» Task item:
Please copy the entries below word for word.

» Record extracts:
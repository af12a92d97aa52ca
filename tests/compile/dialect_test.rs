#[path = "../common/mod.rs"]
mod common;

use common::{compile_with, users};
use insta::assert_snapshot;
use serde_json::json;
use sift::params::QueryParams;
use sift::sql::{validate_sql, Dialect};

fn params() -> QueryParams {
    QueryParams::new()
        .with_filter_tree(json!({
            "created_at": {"$gte": "2024-01-01"},
            "role.name": {"$contains": "ad"}
        }))
        .with_sort("name:desc")
}

#[test]
fn test_compiled_sql_parses_in_every_dialect() {
    let variants = [
        params(),
        QueryParams::new()
            .with_filters(r#"{"$or": [{"is_active": {"$eq": true}}, {"age": {"$in": []}}]}"#)
            .with_search("ops")
            .with_search_fields("name,role.department.name"),
        QueryParams::new()
            .with_filters(r#"{"status": {"$ncontains": "x_y"}, "score": {"$lt": 2.5}}"#)
            .with_search("42"),
    ];

    for dialect in Dialect::ALL {
        for params in &variants {
            let output = compile_with(users(), dialect, params.clone()).unwrap();
            assert_eq!(output.dialect, dialect);
            validate_sql(&output.sql, dialect).unwrap();
        }
    }
}

#[test]
fn test_postgres_rendering() {
    let output = compile_with(users(), Dialect::Postgres, params()).unwrap();
    assert_snapshot!(&output.sql, @r#"
SELECT
  "users".*
FROM "users"
LEFT OUTER JOIN "roles" AS "roles_1" ON "roles_1"."id" = "users"."role_id"
WHERE "users"."deleted_at" IS NULL AND "users"."created_at" >= TIMESTAMP '2024-01-01 00:00:00' AND "roles_1"."name" ILIKE '%ad%' ESCAPE '!'
ORDER BY "users"."name" DESC
"#);
    validate_sql(&output.sql, Dialect::Postgres).unwrap();
}

#[test]
fn test_tsql_rendering() {
    let output = compile_with(users(), Dialect::TSql, params()).unwrap();
    assert_snapshot!(&output.sql, @r#"
SELECT
  [users].*
FROM [users]
LEFT OUTER JOIN [roles] AS [roles_1] ON [roles_1].[id] = [users].[role_id]
WHERE [users].[deleted_at] IS NULL AND [users].[created_at] >= '2024-01-01T00:00:00' AND LOWER([roles_1].[name]) LIKE LOWER('%ad%') ESCAPE '!'
ORDER BY [users].[name] DESC
"#);
    validate_sql(&output.sql, Dialect::TSql).unwrap();
}

#[test]
fn test_enum_cast_follows_dialect() {
    let filters = r#"{"status": {"$contains": "act"}}"#;
    let cast = |dialect| {
        compile_with(users(), dialect, QueryParams::new().with_filters(filters))
            .unwrap()
            .sql
    };
    assert!(cast(Dialect::DuckDb).contains("CAST(\"users\".\"status\" AS VARCHAR) ILIKE"));
    assert!(cast(Dialect::TSql).contains("CAST([users].[status] AS NVARCHAR(4000))"));
    assert!(cast(Dialect::Sqlite).contains("LOWER(CAST(\"users\".\"status\" AS TEXT)) LIKE"));
}

#[test]
fn test_boolean_literals_follow_dialect() {
    let filters = r#"{"is_active": {"$eq": true}}"#;
    let sql = |dialect| {
        compile_with(users(), dialect, QueryParams::new().with_filters(filters))
            .unwrap()
            .sql
    };
    assert!(sql(Dialect::Postgres).contains("\"users\".\"is_active\" = true"));
    assert!(sql(Dialect::TSql).contains("[users].[is_active] = 1"));
}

» Final answer:
repository af12a92d97aa52ca
filename tests/compile/dialect_test.rs
#[path = "../common/mod.rs"]
mod common;

use common::{compile_with, users};
use insta::assert_snapshot;
use serde_json::json;
use sift::params::QueryParams;
use sift::sql::{validate_sql, Dialect};

fn params() -> QueryParams {
    QueryParams::new()
        .with_filter_tree(json!({
            "created_at": {"$gte": "2024-01-01"},
            "role.name": {"$contains": "ad"}
        }))
        .with_sort("name:desc")
}

#[test]
fn test_compiled_sql_parses_in_every_dialect() {
    let variants = [
        params(),
        QueryParams::new()
            .with_filters(r#"{"$or": [{"is_active": {"$eq": true}}, {"age": {"$in": []}}]}"#)
            .with_search("ops")
            .with_search_fields("name,role.department.name"),
        QueryParams::new()
            .with_filters(r#"{"status": {"$ncontains": "x_y"}, "score": {"$lt": 2.5}}"#)
            .with_search("42"),
    ];

    for dialect in Dialect::ALL {
        for params in &variants {
            let output = compile_with(users(), dialect, params.clone()).unwrap();
            assert_eq!(output.dialect, dialect);
            validate_sql(&output.sql, dialect).unwrap();
        }
    }
}

#[test]
fn test_postgres_rendering() {
    let output = compile_with(users(), Dialect::Postgres, params()).unwrap();
    assert_snapshot!(&output.sql, @r#"
SELECT
  "users".*
FROM "users"
LEFT OUTER JOIN "roles" AS "roles_1" ON "roles_1"."id" = "users"."role_id"
WHERE "users"."deleted_at" IS NULL AND "users"."created_at" >= TIMESTAMP '2024-01-01 00:00:00' AND "roles_1"."name" ILIKE '%ad%' ESCAPE '!'
ORDER BY "users"."name" DESC
"#);
    validate_sql(&output.sql, Dialect::Postgres).unwrap();
}

#[test]
fn test_tsql_rendering() {
    let output = compile_with(users(), Dialect::TSql, params()).unwrap();
    assert_snapshot!(&output.sql, @r#"
SELECT
  [users].*
FROM [users]
LEFT OUTER JOIN [roles] AS [roles_1] ON [roles_1].[id] = [users].[role_id]
WHERE [users].[deleted_at] IS NULL AND [users].[created_at] >= '2024-01-01T00:00:00' AND LOWER([roles_1].[name]) LIKE LOWER('%ad%') ESCAPE '!'
ORDER BY [users].[name] DESC
"#);
    validate_sql(&output.sql, Dialect::TSql).unwrap();
}

#[test]
fn test_enum_cast_follows_dialect() {
    let filters = r#"{"status": {"$contains": "act"}}"#;
    let cast = |dialect| {
        compile_with(users(), dialect, QueryParams::new().with_filters(filters))
            .unwrap()
            .sql
    };
    assert!(cast(Dialect::DuckDb).contains("CAST(\"users\".\"status\" AS VARCHAR) ILIKE"));
    assert!(cast(Dialect::TSql).contains("CAST([users].[status] AS NVARCHAR(4000))"));
    assert!(cast(Dialect::Sqlite).contains("LOWER(CAST(\"users\".\"status\" AS TEXT)) LIKE"));
}

#[test]
fn test_boolean_literals_follow_dialect() {
    let filters = r#"{"is_active": {"$eq": true}}"#;
    let sql = |dialect| {
        compile_with(users(), dialect, QueryParams::new().with_filters(filters))
            .unwrap()
            .sql
    };
    assert!(sql(Dialect::Postgres).contains("\"users\".\"is_active\" = true"));
    assert!(sql(Dialect::TSql).contains("[users].[is_active] = 1"));
}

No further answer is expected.